> **Work task**: Write the data below out again, exactly as each line reads.

> **Exercise data**:

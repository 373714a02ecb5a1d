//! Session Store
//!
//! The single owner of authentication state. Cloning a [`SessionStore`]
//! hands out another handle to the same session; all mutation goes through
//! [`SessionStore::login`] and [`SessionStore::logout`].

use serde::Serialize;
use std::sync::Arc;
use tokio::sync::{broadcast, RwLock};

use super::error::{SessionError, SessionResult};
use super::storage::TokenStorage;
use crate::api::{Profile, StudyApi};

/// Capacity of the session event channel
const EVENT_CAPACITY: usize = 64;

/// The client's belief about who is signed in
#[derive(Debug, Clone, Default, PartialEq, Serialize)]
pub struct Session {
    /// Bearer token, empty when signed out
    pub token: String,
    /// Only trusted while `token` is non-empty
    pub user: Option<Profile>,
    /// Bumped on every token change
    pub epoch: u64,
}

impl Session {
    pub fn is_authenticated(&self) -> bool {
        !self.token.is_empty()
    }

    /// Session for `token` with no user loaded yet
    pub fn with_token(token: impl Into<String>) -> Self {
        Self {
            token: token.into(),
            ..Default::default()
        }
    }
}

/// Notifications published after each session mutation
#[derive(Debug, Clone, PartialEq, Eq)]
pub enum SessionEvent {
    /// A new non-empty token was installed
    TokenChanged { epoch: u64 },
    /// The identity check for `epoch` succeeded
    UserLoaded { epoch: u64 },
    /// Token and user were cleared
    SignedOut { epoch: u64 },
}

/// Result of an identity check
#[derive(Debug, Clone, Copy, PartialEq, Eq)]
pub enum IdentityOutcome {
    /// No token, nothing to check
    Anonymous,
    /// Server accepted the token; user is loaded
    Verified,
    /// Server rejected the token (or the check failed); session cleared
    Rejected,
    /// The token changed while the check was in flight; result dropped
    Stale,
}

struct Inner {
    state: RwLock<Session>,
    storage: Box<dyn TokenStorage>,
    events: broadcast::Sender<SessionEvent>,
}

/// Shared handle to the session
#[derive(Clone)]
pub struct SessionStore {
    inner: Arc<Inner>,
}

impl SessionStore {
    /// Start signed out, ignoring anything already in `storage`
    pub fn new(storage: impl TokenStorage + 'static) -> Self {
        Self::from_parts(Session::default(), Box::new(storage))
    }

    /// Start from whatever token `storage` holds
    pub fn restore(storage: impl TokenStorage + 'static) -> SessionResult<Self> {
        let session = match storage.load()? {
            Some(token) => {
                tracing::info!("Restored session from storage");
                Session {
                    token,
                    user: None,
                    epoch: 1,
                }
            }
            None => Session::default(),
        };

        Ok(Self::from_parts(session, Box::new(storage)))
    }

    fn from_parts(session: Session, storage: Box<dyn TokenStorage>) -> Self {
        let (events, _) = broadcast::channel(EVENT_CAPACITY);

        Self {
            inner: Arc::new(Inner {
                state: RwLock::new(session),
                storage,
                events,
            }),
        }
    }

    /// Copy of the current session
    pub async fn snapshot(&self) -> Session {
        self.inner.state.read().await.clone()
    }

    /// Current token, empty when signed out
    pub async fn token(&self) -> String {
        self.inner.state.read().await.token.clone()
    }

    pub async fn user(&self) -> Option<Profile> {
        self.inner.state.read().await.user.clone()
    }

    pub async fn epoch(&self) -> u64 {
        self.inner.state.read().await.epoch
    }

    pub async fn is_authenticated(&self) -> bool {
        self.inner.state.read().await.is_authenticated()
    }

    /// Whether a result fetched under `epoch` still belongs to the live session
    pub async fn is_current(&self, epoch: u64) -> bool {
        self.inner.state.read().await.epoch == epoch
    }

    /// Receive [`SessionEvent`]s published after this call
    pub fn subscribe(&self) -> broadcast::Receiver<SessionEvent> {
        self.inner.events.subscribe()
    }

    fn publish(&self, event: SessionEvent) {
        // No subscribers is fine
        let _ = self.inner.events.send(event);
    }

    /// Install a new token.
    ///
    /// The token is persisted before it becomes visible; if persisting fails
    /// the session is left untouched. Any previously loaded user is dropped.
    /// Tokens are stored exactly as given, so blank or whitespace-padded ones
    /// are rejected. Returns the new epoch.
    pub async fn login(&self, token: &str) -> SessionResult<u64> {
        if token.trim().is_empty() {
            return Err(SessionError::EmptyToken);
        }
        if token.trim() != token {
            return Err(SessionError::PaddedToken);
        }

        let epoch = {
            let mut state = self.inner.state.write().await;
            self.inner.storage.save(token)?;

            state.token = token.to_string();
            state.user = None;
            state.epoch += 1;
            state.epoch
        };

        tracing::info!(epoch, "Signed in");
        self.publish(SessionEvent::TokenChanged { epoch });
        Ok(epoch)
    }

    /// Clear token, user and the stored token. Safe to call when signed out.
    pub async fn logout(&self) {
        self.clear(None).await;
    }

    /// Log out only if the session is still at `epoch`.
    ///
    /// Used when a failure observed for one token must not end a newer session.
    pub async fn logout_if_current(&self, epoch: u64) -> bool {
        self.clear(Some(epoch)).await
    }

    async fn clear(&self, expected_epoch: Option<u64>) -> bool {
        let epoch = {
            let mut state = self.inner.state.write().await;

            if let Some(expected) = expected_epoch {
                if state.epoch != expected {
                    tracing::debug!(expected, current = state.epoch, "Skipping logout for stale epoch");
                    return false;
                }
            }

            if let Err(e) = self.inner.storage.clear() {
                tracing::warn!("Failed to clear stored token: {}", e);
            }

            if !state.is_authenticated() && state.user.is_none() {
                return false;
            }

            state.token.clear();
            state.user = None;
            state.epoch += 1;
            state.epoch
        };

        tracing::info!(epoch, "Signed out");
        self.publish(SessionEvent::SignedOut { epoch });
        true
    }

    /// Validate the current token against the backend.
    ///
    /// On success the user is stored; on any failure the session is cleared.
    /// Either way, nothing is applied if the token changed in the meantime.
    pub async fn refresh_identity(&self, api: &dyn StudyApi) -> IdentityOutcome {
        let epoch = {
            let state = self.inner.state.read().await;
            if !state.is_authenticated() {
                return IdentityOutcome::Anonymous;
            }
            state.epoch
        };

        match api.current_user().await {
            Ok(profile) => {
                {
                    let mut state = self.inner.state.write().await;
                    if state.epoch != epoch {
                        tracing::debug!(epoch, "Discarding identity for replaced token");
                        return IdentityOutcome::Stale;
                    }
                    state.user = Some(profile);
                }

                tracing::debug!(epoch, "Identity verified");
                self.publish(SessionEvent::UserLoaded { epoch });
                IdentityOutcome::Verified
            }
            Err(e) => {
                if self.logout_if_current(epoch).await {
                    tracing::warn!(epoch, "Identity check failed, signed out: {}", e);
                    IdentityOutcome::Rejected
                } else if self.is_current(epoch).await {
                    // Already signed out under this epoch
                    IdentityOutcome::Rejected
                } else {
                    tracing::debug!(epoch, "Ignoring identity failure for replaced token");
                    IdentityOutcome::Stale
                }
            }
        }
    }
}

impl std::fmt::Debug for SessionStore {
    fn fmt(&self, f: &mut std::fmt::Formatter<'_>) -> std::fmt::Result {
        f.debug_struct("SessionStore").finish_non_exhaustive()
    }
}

> **Response to this exercise**:
repository 373714a02ecb5a1d
//! Session Store
//!
//! The single owner of authentication state. Cloning a [`SessionStore`]
//! hands out another handle to the same session; all mutation goes through
//! [`SessionStore::login`] and [`SessionStore::logout`].

use serde::Serialize;
use std::sync::Arc;
use tokio::sync::{broadcast, RwLock};

use super::error::{SessionError, SessionResult};
use super::storage::TokenStorage;
use crate::api::{Profile, StudyApi};

/// Capacity of the session event channel
const EVENT_CAPACITY: usize = 64;

/// The client's belief about who is signed in
#[derive(Debug, Clone, Default, PartialEq, Serialize)]
pub struct Session {
    /// Bearer token, empty when signed out
    pub token: String,
    /// Only trusted while `token` is non-empty
    pub user: Option<Profile>,
    /// Bumped on every token change
    pub epoch: u64,
}

impl Session {
    pub fn is_authenticated(&self) -> bool {
        !self.token.is_empty()
    }

    /// Session for `token` with no user loaded yet
    pub fn with_token(token: impl Into<String>) -> Self {
        Self {
            token: token.into(),
            ..Default::default()
        }
    }
}

/// Notifications published after each session mutation
#[derive(Debug, Clone, PartialEq, Eq)]
pub enum SessionEvent {
    /// A new non-empty token was installed
    TokenChanged { epoch: u64 },
    /// The identity check for `epoch` succeeded
    UserLoaded { epoch: u64 },
    /// Token and user were cleared
    SignedOut { epoch: u64 },
}

/// Result of an identity check
#[derive(Debug, Clone, Copy, PartialEq, Eq)]
pub enum IdentityOutcome {
    /// No token, nothing to check
    Anonymous,
    /// Server accepted the token; user is loaded
    Verified,
    /// Server rejected the token (or the check failed); session cleared
    Rejected,
    /// The token changed while the check was in flight; result dropped
    Stale,
}

struct Inner {
    state: RwLock<Session>,
    storage: Box<dyn TokenStorage>,
    events: broadcast::Sender<SessionEvent>,
}

/// Shared handle to the session
#[derive(Clone)]
pub struct SessionStore {
    inner: Arc<Inner>,
}

impl SessionStore {
    /// Start signed out, ignoring anything already in `storage`
    pub fn new(storage: impl TokenStorage + 'static) -> Self {
        Self::from_parts(Session::default(), Box::new(storage))
    }

    /// Start from whatever token `storage` holds
    pub fn restore(storage: impl TokenStorage + 'static) -> SessionResult<Self> {
        let session = match storage.load()? {
            Some(token) => {
                tracing::info!("Restored session from storage");
                Session {
                    token,
                    user: None,
                    epoch: 1,
                }
            }
            None => Session::default(),
        };

        Ok(Self::from_parts(session, Box::new(storage)))
    }

    fn from_parts(session: Session, storage: Box<dyn TokenStorage>) -> Self {
        let (events, _) = broadcast::channel(EVENT_CAPACITY);

        Self {
            inner: Arc::new(Inner {
                state: RwLock::new(session),
                storage,
                events,
            }),
        }
    }

    /// Copy of the current session
    pub async fn snapshot(&self) -> Session {
        self.inner.state.read().await.clone()
    }

    /// Current token, empty when signed out
    pub async fn token(&self) -> String {
        self.inner.state.read().await.token.clone()
    }

    pub async fn user(&self) -> Option<Profile> {
        self.inner.state.read().await.user.clone()
    }

    pub async fn epoch(&self) -> u64 {
        self.inner.state.read().await.epoch
    }

    pub async fn is_authenticated(&self) -> bool {
        self.inner.state.read().await.is_authenticated()
    }

    /// Whether a result fetched under `epoch` still belongs to the live session
    pub async fn is_current(&self, epoch: u64) -> bool {
        self.inner.state.read().await.epoch == epoch
    }

    /// Receive [`SessionEvent`]s published after this call
    pub fn subscribe(&self) -> broadcast::Receiver<SessionEvent> {
        self.inner.events.subscribe()
    }

    fn publish(&self, event: SessionEvent) {
        // No subscribers is fine
        let _ = self.inner.events.send(event);
    }

    /// Install a new token.
    ///
    /// The token is persisted before it becomes visible; if persisting fails
    /// the session is left untouched. Any previously loaded user is dropped.
    /// Tokens are stored exactly as given, so blank or whitespace-padded ones
    /// are rejected. Returns the new epoch.
    pub async fn login(&self, token: &str) -> SessionResult<u64> {
        if token.trim().is_empty() {
            return Err(SessionError::EmptyToken);
        }
        if token.trim() != token {
            return Err(SessionError::PaddedToken);
        }

        let epoch = {
            let mut state = self.inner.state.write().await;
            self.inner.storage.save(token)?;

            state.token = token.to_string();
            state.user = None;
            state.epoch += 1;
            state.epoch
        };

        tracing::info!(epoch, "Signed in");
        self.publish(SessionEvent::TokenChanged { epoch });
        Ok(epoch)
    }

    /// Clear token, user and the stored token. Safe to call when signed out.
    pub async fn logout(&self) {
        self.clear(None).await;
    }

    /// Log out only if the session is still at `epoch`.
    ///
    /// Used when a failure observed for one token must not end a newer session.
    pub async fn logout_if_current(&self, epoch: u64) -> bool {
        self.clear(Some(epoch)).await
    }

    async fn clear(&self, expected_epoch: Option<u64>) -> bool {
        let epoch = {
            let mut state = self.inner.state.write().await;

            if let Some(expected) = expected_epoch {
                if state.epoch != expected {
                    tracing::debug!(expected, current = state.epoch, "Skipping logout for stale epoch");
                    return false;
                }
            }

            if let Err(e) = self.inner.storage.clear() {
                tracing::warn!("Failed to clear stored token: {}", e);
            }

            if !state.is_authenticated() && state.user.is_none() {
                return false;
            }

            state.token.clear();
            state.user = None;
            state.epoch += 1;
            state.epoch
        };

        tracing::info!(epoch, "Signed out");
        self.publish(SessionEvent::SignedOut { epoch });
        true
    }

    /// Validate the current token against the backend.
    ///
    /// On success the user is stored; on any failure the session is cleared.
    /// Either way, nothing is applied if the token changed in the meantime.
    pub async fn refresh_identity(&self, api: &dyn StudyApi) -> IdentityOutcome {
        let epoch = {
            let state = self.inner.state.read().await;
            if !state.is_authenticated() {
                return IdentityOutcome::Anonymous;
            }
            state.epoch
        };

        match api.current_user().await {
            Ok(profile) => {
                {
                    let mut state = self.inner.state.write().await;
                    if state.epoch != epoch {
                        tracing::debug!(epoch, "Discarding identity for replaced token");
                        return IdentityOutcome::Stale;
                    }
                    state.user = Some(profile);
                }

                tracing::debug!(epoch, "Identity verified");
                self.publish(SessionEvent::UserLoaded { epoch });
                IdentityOutcome::Verified
            }
            Err(e) => {
                if self.logout_if_current(epoch).await {
                    tracing::warn!(epoch, "Identity check failed, signed out: {}", e);
                    IdentityOutcome::Rejected
                } else if self.is_current(epoch).await {
                    // Already signed out under this epoch
                    IdentityOutcome::Rejected
                } else {
                    tracing::debug!(epoch, "Ignoring identity failure for replaced token");
                    IdentityOutcome::Stale
                }
            }
        }
    }
}

impl std::fmt::Debug for SessionStore {
    fn fmt(&self, f: &mut std::fmt::Formatter<'_>) -> std::fmt::Result {
        f.debug_struct("SessionStore").finish_non_exhaustive()
    }
}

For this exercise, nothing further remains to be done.